Rediff.com« Back to articlePrint this article

In Mangalore, man stripped, tied to pole for talking to Hindu woman

August 25, 2015 12:40 IST

A Muslim man was stripped, tied to an electric pole and beaten at a crowded market place allegedly by rightwing Hindu activists in Mangalore in Karnataka. His crime? He spoke to a woman co-worker in the street who happened to be a Hindu.

On Monday evening, the 29-year-old was talking to a female colleague on the road while he was seated in his car. Soon enough, the alleged Hindu activists arrived and forced the man out of his car and dragged him out. They thrashed him and after stripping him, circulated the images on WhatsApp.

According to the man’s police complaint, the woman, who was working with him in a store, had asked him for a loan of Rs 2,000. They were on their way to an ATM so that he could withdraw cash when a gang of men armed with knives and staves accosted them, the man said.

The woman escaped without much harm but she too was slapped for trying to come to her colleague’s defence.
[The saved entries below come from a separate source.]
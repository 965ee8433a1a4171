use chrono::{DateTime, Utc};

use crate::error::Result;
use crate::models::{Media, MediaKind};

use super::Store;

impl Store {
    /// Insert media metadata and return it with its store-assigned id
    #[allow(clippy::too_many_arguments)]
    pub async fn insert_media(
        &self,
        owner_id: &str,
        file_ref: &str,
        kind: MediaKind,
        caption: Option<&str>,
        file_name: Option<&str>,
        mime_type: Option<&str>,
        now: DateTime<Utc>,
    ) -> Result<Media> {
        let id = sqlx::query(
            "INSERT INTO media (owner_id, file_ref, kind, caption, file_name, mime_type, uploaded_at)
             VALUES (?, ?, ?, ?, ?, ?, ?)",
        )
        .bind(owner_id)
        .bind(file_ref)
        .bind(kind)
        .bind(caption)
        .bind(file_name)
        .bind(mime_type)
        .bind(now)
        .execute(self.pool()?)
        .await?
        .last_insert_rowid();

        Ok(Media {
            id,
            owner_id: owner_id.to_string(),
            file_ref: file_ref.to_string(),
            kind,
            caption: caption.map(str::to_string),
            file_name: file_name.map(str::to_string),
            mime_type: mime_type.map(str::to_string),
            uploaded_at: now,
        })
    }

    /// Point lookup scoped to the owner
    pub async fn find_media(&self, owner_id: &str, id: i64) -> Result<Option<Media>> {
        let media = sqlx::query_as::<_, Media>("SELECT * FROM media WHERE id = ? AND owner_id = ?")
            .bind(id)
            .bind(owner_id)
            .fetch_optional(self.pool()?)
            .await?;

        Ok(media)
    }

    /// All of the owner's media, newest upload first
    pub async fn list_media(&self, owner_id: &str) -> Result<Vec<Media>> {
        let media = sqlx::query_as::<_, Media>(
            "SELECT * FROM media WHERE owner_id = ? ORDER BY uploaded_at DESC",
        )
        .bind(owner_id)
        .fetch_all(self.pool()?)
        .await?;

        Ok(media)
    }

    /// Delete media by id; returns the affected count (0 is not an error)
    pub async fn delete_media(&self, owner_id: &str, id: i64) -> Result<u64> {
        let affected = sqlx::query("DELETE FROM media WHERE id = ? AND owner_id = ?")
            .bind(id)
            .bind(owner_id)
            .execute(self.pool()?)
            .await?
            .rows_affected();

        Ok(affected)
    }

    /// Delete every media record owned by the user
    pub async fn delete_media_for(&self, owner_id: &str) -> Result<u64> {
        let affected = sqlx::query("DELETE FROM media WHERE owner_id = ?")
            .bind(owner_id)
            .execute(self.pool()?)
            .await?
            .rows_affected();

        Ok(affected)
    }

    pub async fn count_media(&self, owner_id: &str) -> Result<i64> {
        let (count,) =
            sqlx::query_as::<_, (i64,)>("SELECT COUNT(*) FROM media WHERE owner_id = ?")
                .bind(owner_id)
                .fetch_one(self.pool()?)
                .await?;

        Ok(count)
    }
}
//! Personal-assistant bot library
//!
//! Persists notes, timed reminders, and media metadata per owner, and drives
//! an in-process timer pipeline for reminder delivery. The messaging platform
//! sits behind the [`Transport`] trait; inbound traffic enters through
//! [`Assistant::handle_message`] and [`Assistant::handle_media_upload`].

pub mod account;
pub mod commands;
pub mod config;
pub mod constants;
pub mod db;
pub mod error;
pub mod media;
pub mod models;
pub mod notes;
pub mod reminders;
pub mod transport;

pub use config::Config;
pub use db::{open_store, Store};
pub use error::{AppError, Result};
pub use transport::{SharedTransport, Transport};

use std::sync::Arc;

use crate::models::MediaUpload;
use crate::reminders::ReminderManager;

/// Application state shared across all inbound handlers
#[derive(Clone)]
pub struct Assistant {
    pub store: Store,
    pub transport: SharedTransport,
    pub reminders: Arc<ReminderManager>,
    pub config: Config,
}

impl Assistant {
    /// Wire the managers over the given store and transport
    pub fn new(store: Store, transport: SharedTransport, config: Config) -> Self {
        let reminders = ReminderManager::new(store.clone(), transport.clone());
        Assistant {
            store,
            transport,
            reminders,
            config,
        }
    }

    /// Re-arm pending reminders after a restart; returns the number swept
    pub async fn recover(&self) -> Result<usize> {
        self.reminders.recover().await
    }

    /// Handle one inbound text message and return the reply to send.
    ///
    /// Lines starting with `/` go through the command grammar; anything else
    /// gets the small-talk fallback. Every failure is converted to reply
    /// text here — this function does not error.
    pub async fn handle_message(&self, owner_id: &str, text: &str) -> String {
        let trimmed = text.trim();
        if !trimmed.starts_with('/') {
            return commands::small_talk(trimmed);
        }

        match commands::parse(trimmed) {
            Ok(command) => commands::dispatch(self, owner_id, command).await,
            Err(usage) => usage,
        }
    }

    /// Handle one inbound media upload and return the acknowledgement reply
    pub async fn handle_media_upload(&self, owner_id: &str, upload: MediaUpload) -> String {
        match media::record_media(&self.store, owner_id, &upload).await {
            Ok(media) => {
                let saved = match media.kind {
                    models::MediaKind::Photo => "📸 Photo saved!",
                    models::MediaKind::Video => "🎥 Video saved!",
                    models::MediaKind::Document => "📄 Document saved!",
                    models::MediaKind::Voice => "🎤 Voice message saved!",
                };
                format!("{saved}\nUse /file {} to download it.", media.id)
            }
            Err(e) => e.user_message(),
        }
    }
}
use std::rc::Rc;

use anyhow::Result;
use tracing::{Level, debug, error, instrument};
use wasm_bindgen::JsCast;
use web_sys::{Element, MouseEvent};

use rsk_common::{
    BehaviorConfig, Page,
    active::highlight_active_links,
    anchor::ScrollNavigator,
    config::{FadeConfig, FormConfig, InputConfig, LazyConfig, MenuConfig, RippleConfig, ScrollConfig, ShadowConfig},
    fade::FadeInObserver,
    form::FormValidator,
    input::InputStateStyler,
    lazy::LazyImageLoader,
    menu::MenuController,
    ripple::RippleEffect,
    shadow::NavbarShadow,
};

use crate::{banner, dom::WebPage, listen::listen, timer::TimeoutScheduler, watch};

// a page can override any behavior setting with
// <script type="application/json" id="rsk-behavior-config">{ ... }</script>
pub const CONFIG_BLOCK_ID: &str = "rsk-behavior-config";

// every component is attached on its own; one with missing markup is skipped without affecting
// the others
#[instrument(level=Level::DEBUG)]
pub fn init_site() -> Result<()> {
    let page = Rc::new(WebPage::new()?);
    let scheduler = Rc::new(TimeoutScheduler::new(page.window().clone()));
    let config = load_config(&page);

    attach_menu(&page, &config.menu);
    attach_form(&page, &scheduler, &config.form);
    attach_anchors(&page, &config.scroll);
    attach_shadow(&page, &config.shadow);
    attach_fade(&page, &config.fade);
    highlight_active_links(page.as_ref(), &config.nav);
    attach_inputs(&page, &config.inputs);
    attach_ripple(&page, &scheduler, &config.ripple);
    attach_lazy(&page, &config.lazy);

    banner::welcome();
    debug!("site behavior attached");
    Ok(())
}

fn load_config(page: &WebPage) -> BehaviorConfig {
    let block = page
        .by_id(CONFIG_BLOCK_ID)
        .and_then(|block| block.text_content());

    BehaviorConfig::from_optional_json(block.as_deref())
}

fn attach_menu(page: &Rc<WebPage>, config: &MenuConfig) {
    let Some(menu) = MenuController::init(page.clone(), config) else {
        return;
    };
    let menu = Rc::new(menu);

    let handler = menu.clone();
    listen(menu.toggle(), "click", move |_| {
        handler.on_toggle_click();
    });

    for link in menu.links() {
        let handler = menu.clone();
        listen(link, "click", move |_| handler.on_link_click());
    }

    // non-element targets (the document itself) can't be inside the menu, but they also never
    // reach here from a real click
    let handler = menu.clone();
    listen(page.document(), "click", move |event| {
        if let Some(target) = event.target().and_then(|target| target.dyn_into::<Element>().ok()) {
            handler.on_document_click(&target);
        }
    });
}

fn attach_form(page: &Rc<WebPage>, scheduler: &Rc<TimeoutScheduler>, config: &FormConfig) {
    let Some(validator) = FormValidator::init(page.clone(), scheduler.clone(), config) else {
        return;
    };
    let validator = Rc::new(validator);

    let handler = validator.clone();
    listen(validator.form(), "submit", move |event| {
        event.prevent_default();
        handler.on_submit();
    });
}

fn attach_anchors(page: &Rc<WebPage>, config: &ScrollConfig) {
    let Some(navigator) = ScrollNavigator::init(page.clone(), config) else {
        return;
    };
    let navigator = Rc::new(navigator);

    for anchor in navigator.anchors() {
        let handler = navigator.clone();
        let target = anchor.clone();
        listen(anchor, "click", move |event| {
            if handler.on_anchor_click(&target).prevents_default() {
                event.prevent_default();
            }
        });
    }
}

fn attach_shadow(page: &Rc<WebPage>, config: &ShadowConfig) {
    let Some(shadow) = NavbarShadow::init(page.clone(), config) else {
        return;
    };

    listen(page.window(), "scroll", move |_| {
        shadow.on_scroll();
    });
}

fn attach_fade(page: &Rc<WebPage>, config: &FadeConfig) {
    if !watch::is_supported(page.window()) {
        debug!("no IntersectionObserver, cards stay visible");
        return;
    }
    let Some(fade) = FadeInObserver::init(page.clone(), config) else {
        return;
    };
    let fade = Rc::new(fade);

    let handler = fade.clone();
    match watch::watch(Some(fade.options()), move |card, _| handler.on_visible(card)) {
        Ok(watcher) => fade.attach(&watcher),
        Err(err) => error!("failed to watch cards: {err}"),
    }
}

fn attach_inputs(page: &Rc<WebPage>, config: &InputConfig) {
    let Some(styler) = InputStateStyler::init(page.clone(), config) else {
        return;
    };
    let styler = Rc::new(styler);

    for input in styler.inputs() {
        let handler = styler.clone();
        let target = input.clone();
        listen(input, "focus", move |_| handler.on_focus(&target));

        let handler = styler.clone();
        let target = input.clone();
        listen(input, "blur", move |_| handler.on_blur(&target));
    }
}

fn attach_ripple(page: &Rc<WebPage>, scheduler: &Rc<TimeoutScheduler>, config: &RippleConfig) {
    let Some(effect) = RippleEffect::init(page.clone(), scheduler.clone(), config) else {
        return;
    };
    let effect = Rc::new(effect);

    for button in effect.buttons() {
        let handler = effect.clone();
        let target = button.clone();
        listen(button, "click", move |event| {
            let Some(click) = event.dyn_ref::<MouseEvent>() else {
                return;
            };
            handler.on_click(&target, f64::from(click.client_x()), f64::from(click.client_y()));
        });
    }
}

fn attach_lazy(page: &Rc<WebPage>, config: &LazyConfig) {
    if !watch::is_supported(page.window()) {
        debug!("no IntersectionObserver, skipping deferred images");
        return;
    }
    let Some(loader) = LazyImageLoader::init(page.clone(), config) else {
        return;
    };
    let loader = Rc::new(loader);

    let handler = loader.clone();
    match watch::watch(None, move |image, watcher| {
        handler.on_visible(image, watcher);
    }) {
        Ok(watcher) => loader.attach(&watcher),
        Err(err) => error!("failed to watch deferred images: {err}"),
    }
}
use std::rc::Rc;

use tracing::debug;

use crate::{config::MenuConfig, page::Page};

#[derive(Clone, Copy, Debug, PartialEq, Eq)]
pub enum MenuState {
    Open,
    Closed,
}

// mobile navigation
//
// the open flag lives in the DOM as the open class on both the panel and its toggle; it is never
// cached here so that markup which starts open is handled too
pub struct MenuController<P: Page> {
    page: Rc<P>,
    toggle: P::Node,
    panel: P::Node,
    links: Vec<P::Node>,
    open_class: String,
}

impl<P: Page> MenuController<P> {
    pub fn init(page: Rc<P>, config: &MenuConfig) -> Option<Self> {
        let (Some(toggle), Some(panel)) = (page.by_id(&config.toggle_id), page.by_id(&config.panel_id))
        else {
            debug!("menu toggle or panel missing, skipping mobile menu");
            return None;
        };

        let links = page.query_within(&panel, &config.link_selector);
        debug!("attached mobile menu with {} links", links.len());

        Some(MenuController {
            page,
            toggle,
            panel,
            links,
            open_class: config.open_class.clone(),
        })
    }

    pub fn toggle(&self) -> &P::Node {
        &self.toggle
    }

    pub fn links(&self) -> &[P::Node] {
        &self.links
    }

    pub fn state(&self) -> MenuState {
        if self.page.has_class(&self.panel, &self.open_class) {
            MenuState::Open
        } else {
            MenuState::Closed
        }
    }

    pub fn on_toggle_click(&self) -> MenuState {
        self.page.toggle_class(&self.panel, &self.open_class);
        self.page.toggle_class(&self.toggle, &self.open_class);
        self.state()
    }

    pub fn on_link_click(&self) {
        self.close();
    }

    // every click on the document lands here, including the ones that already hit the toggle
    pub fn on_document_click(&self, target: &P::Node) {
        if !self.page.contains(&self.panel, target) && !self.page.contains(&self.toggle, target) {
            self.close();
        }
    }

    fn close(&self) {
        self.page.remove_class(&self.panel, &self.open_class);
        self.page.remove_class(&self.toggle, &self.open_class);
    }
}

#[cfg(test)]
mod tests {
    use super::*;
    use crate::fake::{FakeNode, FakePage};

    fn menu_page() -> (Rc<FakePage>, FakeNode, FakeNode, FakeNode, FakeNode) {
        let page = Rc::new(FakePage::new());
        let navbar = page.spawn(&page.body(), "nav.navbar");
        let toggle = page.spawn(&navbar, "button#mobileMenuToggle");
        let bars = page.spawn(&toggle, "span.bar");
        let panel = page.spawn(&navbar, "ul#navMenu.nav-menu");
        let item = page.spawn(&panel, "li");
        let link = page.spawn(&item, "a[href=about.html]");
        (page, toggle, bars, panel, link)
    }

    #[test]
    fn toggling_twice_restores_state() {
        let (page, _, _, _, _) = menu_page();
        let menu = MenuController::init(page, &MenuConfig::default()).unwrap();

        assert_eq!(menu.state(), MenuState::Closed);
        assert_eq!(menu.on_toggle_click(), MenuState::Open);
        assert_eq!(menu.on_toggle_click(), MenuState::Closed);
    }

    #[test]
    fn open_class_is_mirrored_on_toggle() {
        let (page, toggle, _, panel, _) = menu_page();
        let menu = MenuController::init(page.clone(), &MenuConfig::default()).unwrap();

        menu.on_toggle_click();

        assert!(page.has_class(&panel, "active"));
        assert!(page.has_class(&toggle, "active"));
    }

    #[test]
    fn link_click_closes_panel() {
        let (page, _, _, _, link) = menu_page();
        let menu = MenuController::init(page, &MenuConfig::default()).unwrap();

        assert_eq!(menu.links(), &[link]);

        menu.on_toggle_click();
        menu.on_link_click();

        assert_eq!(menu.state(), MenuState::Closed);
    }

    #[test]
    fn outside_click_closes_but_inside_clicks_do_not() {
        let (page, _, bars, _, link) = menu_page();
        let elsewhere = page.spawn(&page.body(), "main");
        let menu = MenuController::init(page, &MenuConfig::default()).unwrap();

        menu.on_toggle_click();
        menu.on_document_click(&bars);
        assert_eq!(menu.state(), MenuState::Open);

        menu.on_document_click(&link);
        assert_eq!(menu.state(), MenuState::Open);

        menu.on_document_click(&elsewhere);
        assert_eq!(menu.state(), MenuState::Closed);
    }

    #[test]
    fn missing_markup_skips_the_menu() {
        let page = Rc::new(FakePage::new());
        page.spawn(&page.body(), "ul#navMenu");

        assert!(MenuController::init(page, &MenuConfig::default()).is_none());
    }
}
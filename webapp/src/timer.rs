use gloo_timers::callback::Timeout;
use tracing::warn;
use web_sys::Window;

use rsk_common::page::{ScheduledTask, Scheduler};

// browser timers
//
// the timeout is forgotten straight away so that dropping the task handle never cancels it;
// cancellation goes through clearTimeout with the id gloo hands back
pub struct TimeoutScheduler {
    window: Window,
}

impl TimeoutScheduler {
    pub fn new(window: Window) -> Self {
        TimeoutScheduler { window }
    }
}

impl Scheduler for TimeoutScheduler {
    fn schedule(&self, delay_ms: u32, task: Box<dyn FnOnce()>) -> ScheduledTask {
        let id = Timeout::new(delay_ms, task).forget();
        let window = self.window.clone();

        ScheduledTask::new(move || match id.as_f64() {
            Some(id) => window.clear_timeout_with_handle(id as i32),
            None => warn!("timeout id {id:?} is not a number, cannot cancel"),
        })
    }
}
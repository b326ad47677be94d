use std::{
    cell::RefCell,
    fmt,
    rc::Rc,
    sync::LazyLock,
};

use regex::Regex;
use tracing::{debug, info};

use crate::{
    EMAIL_REGEX, MIN_PHONE_DIGITS, PHONE_REGEX,
    config::FormConfig,
    page::{Page, ScheduledTask, Scheduler},
};

static EMAIL: LazyLock<Regex> =
    LazyLock::new(|| Regex::new(EMAIL_REGEX).expect("email pattern is valid"));
static PHONE: LazyLock<Regex> =
    LazyLock::new(|| Regex::new(PHONE_REGEX).expect("phone pattern is valid"));

pub const SUCCESS_TEXT: &str = "Thank you for your inquiry! We will get back to you soon.";

#[derive(Clone, Copy, Debug, PartialEq, Eq)]
pub enum FormField {
    Name,
    Email,
    Phone,
    Message,
}

impl FormField {
    pub const ALL: [FormField; 4] = [
        FormField::Name,
        FormField::Email,
        FormField::Phone,
        FormField::Message,
    ];

    // the name attribute of the control in the contact form
    pub fn name(self) -> &'static str {
        match self {
            FormField::Name => "name",
            FormField::Email => "email",
            FormField::Phone => "phone",
            FormField::Message => "message",
        }
    }
}

#[derive(Clone, Copy, Debug, PartialEq, Eq)]
pub enum ValidationError {
    MissingField(FormField),
    InvalidEmail,
    InvalidPhone,
}

impl fmt::Display for ValidationError {
    fn fmt(&self, f: &mut fmt::Formatter<'_>) -> fmt::Result {
        match self {
            ValidationError::MissingField(_) => write!(f, "Please fill in all required fields."),
            ValidationError::InvalidEmail => write!(f, "Please enter a valid email address."),
            ValidationError::InvalidPhone => write!(f, "Please enter a valid phone number."),
        }
    }
}

#[derive(Clone, Copy, Debug, PartialEq, Eq)]
pub enum FormOutcome {
    Success,
    Error(ValidationError),
}

impl FormOutcome {
    pub fn class(&self) -> &'static str {
        match self {
            FormOutcome::Success => "success",
            FormOutcome::Error(_) => "error",
        }
    }

    pub fn text(&self) -> String {
        match self {
            FormOutcome::Success => SUCCESS_TEXT.to_owned(),
            FormOutcome::Error(err) => err.to_string(),
        }
    }
}

#[derive(Clone, Debug, Default, PartialEq, Eq)]
pub struct ContactSubmission {
    pub name: String,
    pub email: String,
    pub phone: String,
    pub message: String,
}

impl ContactSubmission {
    pub fn field(&self, field: FormField) -> &str {
        match field {
            FormField::Name => &self.name,
            FormField::Email => &self.email,
            FormField::Phone => &self.phone,
            FormField::Message => &self.message,
        }
    }

    // rules run in a fixed order and the first failure wins: required fields, then the email
    // shape, then the phone alphabet and digit count.  emptiness is checked on the raw value,
    // so whitespace counts as filled in
    pub fn validate(&self) -> Result<(), ValidationError> {
        if let Some(field) = FormField::ALL
            .into_iter()
            .find(|&field| self.field(field).is_empty())
        {
            return Err(ValidationError::MissingField(field));
        }

        if !is_valid_email(&self.email) {
            return Err(ValidationError::InvalidEmail);
        }

        if !is_valid_phone(&self.phone) {
            return Err(ValidationError::InvalidPhone);
        }

        Ok(())
    }
}

pub fn is_valid_email(email: &str) -> bool {
    EMAIL.is_match(email)
}

pub fn is_valid_phone(phone: &str) -> bool {
    PHONE.is_match(phone) && phone.chars().filter(char::is_ascii_digit).count() >= MIN_PHONE_DIGITS
}

// contact form
//
// nothing is ever sent anywhere: a valid submission only shows the thank-you message and, after
// the clear delay, resets the form.  a newer submission cancels the pending clear of an older one
// so a stale timer can never wipe the newer message
pub struct FormValidator<P: Page, S: Scheduler> {
    page: Rc<P>,
    scheduler: Rc<S>,
    form: P::Node,
    message: Option<P::Node>,
    message_class: String,
    clear_delay_ms: u32,
    pending_clear: RefCell<Option<ScheduledTask>>,
}

impl<P: Page + 'static, S: Scheduler> FormValidator<P, S> {
    pub fn init(page: Rc<P>, scheduler: Rc<S>, config: &FormConfig) -> Option<Self> {
        let Some(form) = page.by_id(&config.form_id) else {
            debug!("no contact form, skipping validation");
            return None;
        };

        let message = page.by_id(&config.message_id);
        if message.is_none() {
            debug!("contact form has no message slot, results will not be shown");
        }

        Some(FormValidator {
            page,
            scheduler,
            form,
            message,
            message_class: config.message_class.clone(),
            clear_delay_ms: config.clear_delay_ms,
            pending_clear: RefCell::new(None),
        })
    }

    pub fn form(&self) -> &P::Node {
        &self.form
    }

    pub fn read_submission(&self) -> ContactSubmission {
        let read = |field: FormField| {
            self.page
                .field_value(&self.form, field.name())
                .unwrap_or_default()
        };

        ContactSubmission {
            name: read(FormField::Name),
            email: read(FormField::Email),
            phone: read(FormField::Phone),
            message: read(FormField::Message),
        }
    }

    // the caller always suppresses the browser's own submission
    pub fn on_submit(&self) -> FormOutcome {
        if let Some(pending) = self.pending_clear.borrow_mut().take() {
            pending.cancel();
        }

        let outcome = match self.read_submission().validate() {
            Ok(()) => FormOutcome::Success,
            Err(err) => FormOutcome::Error(err),
        };
        info!("contact form submitted: {outcome:?}");

        self.show(&outcome);

        if outcome == FormOutcome::Success {
            let page = self.page.clone();
            let form = self.form.clone();
            let message = self.message.clone();
            let message_class = self.message_class.clone();

            let task = self.scheduler.schedule(
                self.clear_delay_ms,
                Box::new(move || {
                    page.reset_form(&form);
                    if let Some(message) = message {
                        hide_message(page.as_ref(), &message, &message_class);
                    }
                }),
            );
            *self.pending_clear.borrow_mut() = Some(task);
        }

        outcome
    }

    fn show(&self, outcome: &FormOutcome) {
        let Some(message) = &self.message else {
            return;
        };

        self.page.set_text(message, &outcome.text());
        self.page.set_attribute(
            message,
            "class",
            &format!("{} {}", self.message_class, outcome.class()),
        );
        self.page.set_style(message, "display", "block");
        self.page.scroll_into_view(message);
    }
}

fn hide_message<P: Page>(page: &P, message: &P::Node, message_class: &str) {
    page.set_style(message, "display", "none");
    page.set_attribute(message, "class", message_class);
}

#[cfg(test)]
mod tests {
    use super::*;
    use crate::fake::{FakeNode, FakePage, ManualScheduler};

    struct Fixture {
        page: Rc<FakePage>,
        scheduler: Rc<ManualScheduler>,
        message: FakeNode,
        inputs: Vec<FakeNode>,
        validator: FormValidator<FakePage, ManualScheduler>,
    }

    fn fixture() -> Fixture {
        let page = Rc::new(FakePage::new());
        let scheduler = Rc::new(ManualScheduler::new());

        let form = page.spawn(&page.body(), "form#contactForm");
        let inputs = vec![
            page.spawn(&form, "input[name=name]"),
            page.spawn(&form, "input[name=email]"),
            page.spawn(&form, "input[name=phone]"),
            page.spawn(&form, "textarea[name=message]"),
        ];
        let message = page.spawn(&page.body(), "div#formMessage.form-message");

        let validator =
            FormValidator::init(page.clone(), scheduler.clone(), &FormConfig::default()).unwrap();

        Fixture {
            page,
            scheduler,
            message,
            inputs,
            validator,
        }
    }

    fn fill(fixture: &Fixture, values: [&str; 4]) {
        for (input, value) in fixture.inputs.iter().zip(values) {
            fixture.page.set_value(input, value);
        }
    }

    fn valid() -> ContactSubmission {
        ContactSubmission {
            name: "Ada".into(),
            email: "ada@example.com".into(),
            phone: "123-456-7890".into(),
            message: "Pallets of widgets, please".into(),
        }
    }

    #[test]
    fn each_missing_field_is_reported_first() {
        for field in FormField::ALL {
            let mut submission = valid();
            submission.email = "not-an-email".into();
            match field {
                FormField::Name => submission.name.clear(),
                FormField::Email => submission.email.clear(),
                FormField::Phone => submission.phone.clear(),
                FormField::Message => submission.message.clear(),
            }

            assert_eq!(
                submission.validate(),
                Err(ValidationError::MissingField(field))
            );
        }
    }

    #[test]
    fn whitespace_counts_as_filled() {
        let mut submission = valid();
        submission.message = "   ".into();

        assert_eq!(submission.validate(), Ok(()));
    }

    #[test]
    fn email_pattern_is_permissive() {
        for email in ["a@b.c", "first.last@example.co.uk", "x@localhost.invalid"] {
            assert!(is_valid_email(email), "{email} should pass");
        }
        for email in ["plain", "a@b", "a @b.c", "@b.c", "a@.c", "a@b@c.d"] {
            assert!(!is_valid_email(email), "{email} should fail");
        }
    }

    #[test]
    fn email_runs_before_phone() {
        let mut submission = valid();
        submission.email = "nope".into();
        submission.phone = "12".into();

        assert_eq!(submission.validate(), Err(ValidationError::InvalidEmail));
    }

    #[test]
    fn phone_needs_ten_digits() {
        assert!(is_valid_phone("123-456-7890"));
        assert!(is_valid_phone("+1 (555) 010-9999"));
        assert!(!is_valid_phone("123-4567"));
        assert!(!is_valid_phone("----------"));
        assert!(!is_valid_phone("555-010-99x9"));
    }

    #[test]
    fn invalid_submission_shows_error_message() {
        let fixture = fixture();
        fill(&fixture, ["Ada", "ada@example.com", "", "hello"]);

        let outcome = fixture.validator.on_submit();

        assert_eq!(
            outcome,
            FormOutcome::Error(ValidationError::MissingField(FormField::Phone))
        );
        assert_eq!(
            fixture.page.text(&fixture.message),
            "Please fill in all required fields."
        );
        assert_eq!(
            fixture.page.classes(&fixture.message),
            vec!["form-message", "error"]
        );
        assert_eq!(
            fixture.page.style(&fixture.message, "display").as_deref(),
            Some("block")
        );
        assert_eq!(fixture.scheduler.pending(), 0);
    }

    #[test]
    fn success_clears_form_after_delay() {
        let fixture = fixture();
        fill(&fixture, ["Ada", "ada@example.com", "123-456-7890", "hello"]);

        assert_eq!(fixture.validator.on_submit(), FormOutcome::Success);
        assert_eq!(fixture.page.text(&fixture.message), SUCCESS_TEXT);
        assert_eq!(fixture.page.revealed(), vec![fixture.message]);

        fixture.scheduler.advance(4999);
        assert_eq!(fixture.page.value(&fixture.inputs[0]), "Ada");

        fixture.scheduler.advance(1);
        assert_eq!(fixture.page.value(&fixture.inputs[0]), "");
        assert_eq!(
            fixture.page.style(&fixture.message, "display").as_deref(),
            Some("none")
        );
        assert_eq!(fixture.page.classes(&fixture.message), vec!["form-message"]);
    }

    #[test]
    fn newer_submission_cancels_stale_clear() {
        let fixture = fixture();
        fill(&fixture, ["Ada", "ada@example.com", "123-456-7890", "hello"]);
        fixture.validator.on_submit();

        fixture.scheduler.advance(3000);
        fill(&fixture, ["Ada", "ada@example", "123-456-7890", "hello"]);
        fixture.validator.on_submit();

        // the first submission's deadline passes without touching the newer message
        fixture.scheduler.advance(2500);
        assert_eq!(
            fixture.page.text(&fixture.message),
            "Please enter a valid email address."
        );
        assert_eq!(
            fixture.page.style(&fixture.message, "display").as_deref(),
            Some("block")
        );
        assert_eq!(fixture.page.value(&fixture.inputs[1]), "ada@example");
        assert_eq!(fixture.scheduler.pending(), 0);
    }

    #[test]
    fn missing_message_slot_still_validates() {
        let page = Rc::new(FakePage::new());
        let scheduler = Rc::new(ManualScheduler::new());
        page.spawn(&page.body(), "form#contactForm");

        let validator =
            FormValidator::init(page.clone(), scheduler, &FormConfig::default()).unwrap();

        assert_eq!(
            validator.on_submit(),
            FormOutcome::Error(ValidationError::MissingField(FormField::Name))
        );
        assert!(page.revealed().is_empty());
    }
}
It is unclear who the group of men who assaulted him were or what political affiliations they had. 

This is not the first time such an incident of ‘moral policing’ has taken place in Mangalore.

In 2009, the Sri Ram Sena attacked girls in a Mangalore pub. The activists attacked the women, saying they were violating traditional Indian values.

Then, later in 2012, activists belonging to the Hindu Jagarana Vedike, a right-wing group allegedly attacked a birthday party at an unlicensed  homestay in Mangalore.